Giles Smith
Win tickets to the ATP finals
The parents who accidentally left one of their five children behind at the airport “may be charged with negligence”, the police say. But that's not how it's meant to end, is it? We've all seen Home Alone. What's meant to happen is that the overlooked minor (in this case a four-year-old girl, found in the departures lounge in Tel Aviv shortly after the rest of her family got airborne for Paris) precociously fends for herself for a while.
She puts a wash on and does a shop. She revels in the unprecedented freedom to roam in her elder brother's bedroom and her parents' bathroom. She then sees off two sinister but blessedly incompetent intruders, mostly using marbles. She also usefully discovers that the elderly man who lives over the road isn't, in fact, a shovel-wielding psychopath but is a sensitive community member with a touching, neglect-based story of his own.
Meanwhile, the parents, belatedly aware that their travelling party is a child light, scramble home by all means necessary, including hitch-hiking with a travelling klezmer band. (More prosaically, the four-year-old flew on to Paris with an attendant on the next available flight.) Then there is a climactic reunion scene in which we all learn the valuable life lesson that being the youngest is tough, but that just because Mummy and Daddy and the rest of the family occasionally go on holiday without you, it doesn't mean they don't love you.
There was, as I recall, no negligence case at the end of Home Alone. There was, instead, a mother, bursting into the hall and operatically shouting: “Kevin?” and then lots of hugging. Still, given that it doesn't always pan out this way, it might be best if all travelling families take this opportunity to reacquaint themselves with the handy traveller's pre-departure mantra: “Passport, tickets, children.”

A deadly punch
Having counted your children at the airport, you might want to run a further check on their carry-on baggage, saving time and potential embarrassment farther down the line. Last year, at Stansted, the X-ray machine revealed the startling presence in my 11-year-old's backpack of a 10in screwdriver. The explanation for this seeming act of juvenile weapon smuggling was not terrorism but unresolved home storage issues. (The backpack had recently spent some time in a cupboard under the stairs, in which sundry loose household items are kept on a “throw it in and slam the door before it comes back out” basis.) But it sounds no more convincing now than it did then, explained, from behind a weak smile, to an airport security officer.
There was, then, inevitably some consternation, a few days ago, when the same bag, in the possession of the same 11-year-old and in an almost identical setting, was again hauled off the rubber conveyor belt for a manual inspection. What this time? The Hoover?
In fact, the man monitoring the scanner had detected the presence of the cover-mounted giveaway on the August edition of The Simpsons Comic - a tiny, almost flat, plastic model of a boxing glove on a trigger-operated spring, creating a miniature and spectacularly ineffectual version of the famous, automated “bopping” device seen in cartoons since time immemorial. Like knives, firearms and dispensers of shower gel in excess of 100ml, plastic bopping devices, no matter how ineffectual, may no longer be taken on board aircraft. The offending free gift was solemnly detached from the comic by a security officer - very carefully, I have to say, and without ripping the comic's cover - and I had to sign a form confirming its confiscation.

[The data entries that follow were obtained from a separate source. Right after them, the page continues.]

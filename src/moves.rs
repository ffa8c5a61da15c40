//! Candidate board reconfigurations and how they are scored and committed.

use crate::board::BoardError;
use crate::{Board, Hand, Tile};
use serde::Serialize;
use std::cell::OnceCell;
use std::collections::HashMap;
use std::rc::Rc;
use thiserror::Error;

/// Score of a move that loses a board tile or uses a tile from nowhere
pub const INVALID_SCORE: i32 = -1;

#[derive(Debug, Clone, PartialEq, Eq, Error)]
pub enum MoveError {
    #[error("cannot commit an invalid move")]
    Invalid,
    #[error("board changed since the move was generated")]
    StaleBoard,
    #[error("hand changed since the move was generated")]
    StaleHand,
    #[error(transparent)]
    Board(#[from] BoardError),
}

/// Outcome of scoring a move
#[derive(Debug, Clone, PartialEq, Eq)]
struct Evaluation {
    score: i32,
    /// Hand tiles the move places, in the order they were matched
    hand_tiles_used: Vec<Tile>,
}

impl Evaluation {
    fn invalid() -> Self {
        Evaluation {
            score: INVALID_SCORE,
            hand_tiles_used: Vec::new(),
        }
    }
}

/// A proposed full board layout, relative to the board and hand it was built from.
///
/// The snapshots are shared between every candidate of one search and are
/// never mutated; the live game state is only touched by [`Move::commit`].
#[derive(Debug, Clone)]
pub struct Move {
    source_board: Rc<Board>,
    source_hand: Rc<Hand>,
    sets: Vec<Vec<Tile>>,
    evaluation: OnceCell<Evaluation>,
}

impl Move {
    pub fn new(source_board: Rc<Board>, source_hand: Rc<Hand>, sets: Vec<Vec<Tile>>) -> Self {
        Move {
            source_board,
            source_hand,
            sets,
            evaluation: OnceCell::new(),
        }
    }

    /// Build a move against copies of `board` and `hand`
    pub fn from_snapshot(board: &Board, hand: &Hand, sets: Vec<Vec<Tile>>) -> Self {
        Self::new(Rc::new(board.clone()), Rc::new(hand.clone()), sets)
    }

    /// The board layout this move would produce, one tile sequence per set
    pub fn sets(&self) -> &[Vec<Tile>] {
        &self.sets
    }

    pub fn source_board(&self) -> &Board {
        &self.source_board
    }

    pub fn source_hand(&self) -> &Hand {
        &self.source_hand
    }

    /// Number of hand tiles placed, or [`INVALID_SCORE`]. Computed once.
    pub fn score(&self) -> i32 {
        self.evaluation().score
    }

    pub fn is_valid(&self) -> bool {
        self.score() != INVALID_SCORE
    }

    /// Hand tiles this move places. Empty for an invalid move.
    pub fn hand_tiles_used(&self) -> &[Tile] {
        &self.evaluation().hand_tiles_used
    }

    /// Whether the score has already been computed
    pub fn is_evaluated(&self) -> bool {
        self.evaluation.get().is_some()
    }

    fn evaluation(&self) -> &Evaluation {
        self.evaluation
            .get_or_init(|| evaluate(&self.source_board, &self.source_hand, &self.sets))
    }

    /// Apply the move to the live board and hand.
    ///
    /// `board` and `hand` must hold the same tiles as the snapshots the move
    /// was generated from. Nothing is modified when an error is returned.
    pub fn commit(&self, board: &mut Board, hand: &mut Hand) -> Result<(), MoveError> {
        if !self.is_valid() {
            return Err(MoveError::Invalid);
        }
        if *board != *self.source_board {
            return Err(MoveError::StaleBoard);
        }
        if !hand.same_tiles(&self.source_hand) {
            return Err(MoveError::StaleHand);
        }

        let next = Board::from_sets(&self.sets)?;
        *board = next;
        for tile in self.hand_tiles_used() {
            hand.remove_tile(tile);
        }
        Ok(())
    }

    pub fn summary(&self) -> MoveSummary {
        MoveSummary {
            score: self.score(),
            sets: self.sets.clone(),
            hand_tiles_used: self.hand_tiles_used().to_vec(),
        }
    }
}

/// Serializable view of a scored move
#[derive(Debug, Clone, PartialEq, Eq, Serialize)]
pub struct MoveSummary {
    pub score: i32,
    pub sets: Vec<Vec<Tile>>,
    pub hand_tiles_used: Vec<Tile>,
}

fn count_tiles<'a>(tiles: impl IntoIterator<Item = &'a Tile>) -> HashMap<Tile, usize> {
    let mut counts = HashMap::new();
    for tile in tiles {
        *counts.entry(*tile).or_insert(0) += 1;
    }
    counts
}

fn evaluate(board: &Board, hand: &Hand, sets: &[Vec<Tile>]) -> Evaluation {
    let board_tiles = board.tiles();
    let used = count_tiles(sets.iter().flatten());

    // Every board tile must survive into the new layout
    let mut from_board = count_tiles(&board_tiles);
    let conserved = from_board
        .iter()
        .all(|(tile, needed)| used.get(tile).copied().unwrap_or(0) >= *needed);
    if !conserved {
        return Evaluation::invalid();
    }

    let mut from_hand = count_tiles(hand.iter());
    let mut hand_tiles_used = Vec::new();
    for tile in sets.iter().flatten() {
        if let Some(remaining) = from_board.get_mut(tile).filter(|n| **n > 0) {
            *remaining -= 1;
            continue;
        }
        match from_hand.get_mut(tile).filter(|n| **n > 0) {
            Some(remaining) => {
                *remaining -= 1;
                hand_tiles_used.push(*tile);
            }
            None => return Evaluation::invalid(),
        }
    }

    Evaluation {
        score: hand_tiles_used.len() as i32,
        hand_tiles_used,
    }
}

#[cfg(test)]
mod tests {
    use super::*;
    use crate::parse_tiles;

    fn tiles(s: &str) -> Vec<Tile> {
        parse_tiles(s).unwrap()
    }

    fn hand(s: &str) -> Hand {
        Hand::from_tiles(tiles(s))
    }

    #[test]
    fn test_score_counts_hand_tiles() {
        let board = Board::from_sets(&[tiles("b4 b5 b6")]).unwrap();
        let mv = Move::from_snapshot(&board, &hand("b7 k1"), vec![tiles("b4 b5 b6 b7")]);
        assert_eq!(mv.score(), 1);
        assert_eq!(mv.hand_tiles_used(), &tiles("b7")[..]);
    }

    #[test]
    fn test_dropping_a_board_tile_is_invalid() {
        let board = Board::from_sets(&[tiles("b4 b5 b6 b7")]).unwrap();
        let mv = Move::from_snapshot(&board, &hand("r1 r2 r3"), vec![tiles("b4 b5 b6"), tiles("r1 r2 r3")]);
        assert_eq!(mv.score(), INVALID_SCORE);
        assert!(!mv.is_valid());
        assert!(mv.hand_tiles_used().is_empty());
    }

    #[test]
    fn test_tile_from_nowhere_is_invalid() {
        let mv = Move::from_snapshot(&Board::new(), &hand("r1 r2"), vec![tiles("r1 r2 r3")]);
        assert_eq!(mv.score(), INVALID_SCORE);

        // A single hand copy cannot be used twice
        let mv = Move::from_snapshot(&Board::new(), &hand("r5 b5 y5"), vec![tiles("r5 b5 y5"), tiles("r5 b5 k5")]);
        assert_eq!(mv.score(), INVALID_SCORE);
    }

    #[test]
    fn test_duplicate_tiles_split_between_board_and_hand() {
        let board = Board::from_sets(&[tiles("r5 b5 y5")]).unwrap();
        let mv = Move::from_snapshot(
            &board,
            &hand("r5 r6 r7"),
            vec![tiles("r5 b5 y5"), tiles("r5 r6 r7")],
        );
        assert_eq!(mv.score(), 3);
        assert_eq!(mv.hand_tiles_used(), &tiles("r5 r6 r7")[..]);
    }

    #[test]
    fn test_no_op_move_scores_zero() {
        let board = Board::from_sets(&[tiles("r1 r2 r3"), tiles("k9 b9 y9")]).unwrap();
        let mv = Move::from_snapshot(&board, &hand("y1"), board.sets());
        assert_eq!(mv.score(), 0);
    }

    #[test]
    fn test_score_is_memoized() {
        let mv = Move::from_snapshot(&Board::new(), &hand("r1 r2 r3"), vec![tiles("r1 r2 r3")]);
        assert!(!mv.is_evaluated());
        assert_eq!(mv.score(), 3);
        assert!(mv.is_evaluated());
        assert_eq!(mv.score(), 3);
    }

    #[test]
    fn test_valid_move_conserves_tiles() {
        let board = Board::from_sets(&[tiles("r9 b9 y9 k9")]).unwrap();
        let source = hand("r7 r8 k2");
        let mv = Move::from_snapshot(&board, &source, vec![tiles("b9 y9 k9"), tiles("r7 r8 r9")]);
        assert_eq!(mv.score(), 2);

        let mut placed: Vec<Tile> = mv.sets().iter().flatten().copied().collect();
        let mut expected = board.tiles();
        expected.extend_from_slice(mv.hand_tiles_used());
        placed.sort();
        expected.sort();
        assert_eq!(placed, expected);
    }

    #[test]
    fn test_commit_rewrites_board_and_hand() {
        let mut board = Board::from_sets(&[tiles("b4 b5 b6")]).unwrap();
        let mut live_hand = hand("k1 b7 b3");
        let mv = Move::from_snapshot(&board, &live_hand, vec![tiles("b3 b4 b5 b6 b7")]);
        assert_eq!(mv.score(), 2);

        mv.commit(&mut board, &mut live_hand).unwrap();
        assert_eq!(board.sets(), vec![tiles("b3 b4 b5 b6 b7")]);
        assert_eq!(live_hand.tiles(), &tiles("k1")[..]);
        assert!(board.is_valid());
    }

    #[test]
    fn test_commit_rejects_invalid_and_stale_moves() {
        let mut board = Board::new();
        let mut live_hand = hand("r1 r2");
        let invalid = Move::from_snapshot(&board, &live_hand, vec![tiles("r1 r2 r3")]);
        assert_eq!(invalid.commit(&mut board, &mut live_hand), Err(MoveError::Invalid));

        let mut live_hand = hand("r1 r2 r3");
        let mv = Move::from_snapshot(&board, &live_hand, vec![tiles("r1 r2 r3")]);

        let mut other_board = Board::from_sets(&[tiles("k1 k2 k3")]).unwrap();
        assert_eq!(mv.commit(&mut other_board, &mut live_hand), Err(MoveError::StaleBoard));

        let mut other_hand = hand("r1 r2");
        assert_eq!(mv.commit(&mut board, &mut other_hand), Err(MoveError::StaleHand));
        assert!(board.is_empty());
        assert_eq!(other_hand.count(), 2);

        // Order within the hand does not matter
        let mut reordered = hand("r3 r1 r2");
        mv.commit(&mut board, &mut reordered).unwrap();
        assert!(reordered.is_empty());
    }

    #[test]
    fn test_commit_without_space_leaves_state_untouched() {
        let long_run = tiles("k1 k2 k3 k4 k5 k6 k7 k8 k9 k10 k11 k12 k13");
        let sets: Vec<Vec<Tile>> = std::iter::repeat_n(long_run.clone(), 10).collect();
        let mut all = Vec::new();
        for set in &sets {
            all.extend_from_slice(set);
        }
        let mut board = Board::new();
        let mut live_hand = Hand::from_tiles(all);
        let mv = Move::from_snapshot(&board, &live_hand, sets);
        assert_eq!(mv.score(), 130);

        let result = mv.commit(&mut board, &mut live_hand);
        assert!(matches!(result, Err(MoveError::Board(BoardError::NoSpace { .. }))));
        assert!(board.is_empty());
        assert_eq!(live_hand.count(), 130);
    }

    #[test]
    fn test_summary_serializes() {
        let mv = Move::from_snapshot(&Board::new(), &hand("r1 r2 r3"), vec![tiles("r1 r2 r3")]);
        let json = serde_json::to_string(&mv.summary()).unwrap();
        assert_eq!(
            json,
            r#"{"score":3,"sets":[["r1","r2","r3"]],"hand_tiles_used":["r1","r2","r3"]}"#
        );
    }
}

It's probably true that one could have caused more reckless endangerment to the flight that we were about to board by rolling up the comic and using it as a poker. Or, indeed, by swinging the backpack itself. At the same time, the regulations are there for a reason, and I, for one, find it reassuring to know that our planes and all who travel on them are safe from poor-quality slapstick.

The hiss in history
It's 75 years since Radio Luxembourg was founded and 16 years since it packed up, but the memories linger on: memories of the disc jockeys who peopled its studios, obviously (the station that gave us both Mike Read and Timmy Mallett will clearly for ever occupy its own proud niche in the history of the culture). But, more particularly, memories of the interference that made listening to the station such a unique and poignant challenge.
In the early evening, the medium-wave signal would swim in and out of Norwegian news bulletins, Danish shipping forecasts and giant tides of Russian static, lending pop music an exotic remoteness that it would never know again after the dawn of the crystal-clear FM era, while also providing invaluable training for the onset of tinnitus in middle age. We salute it.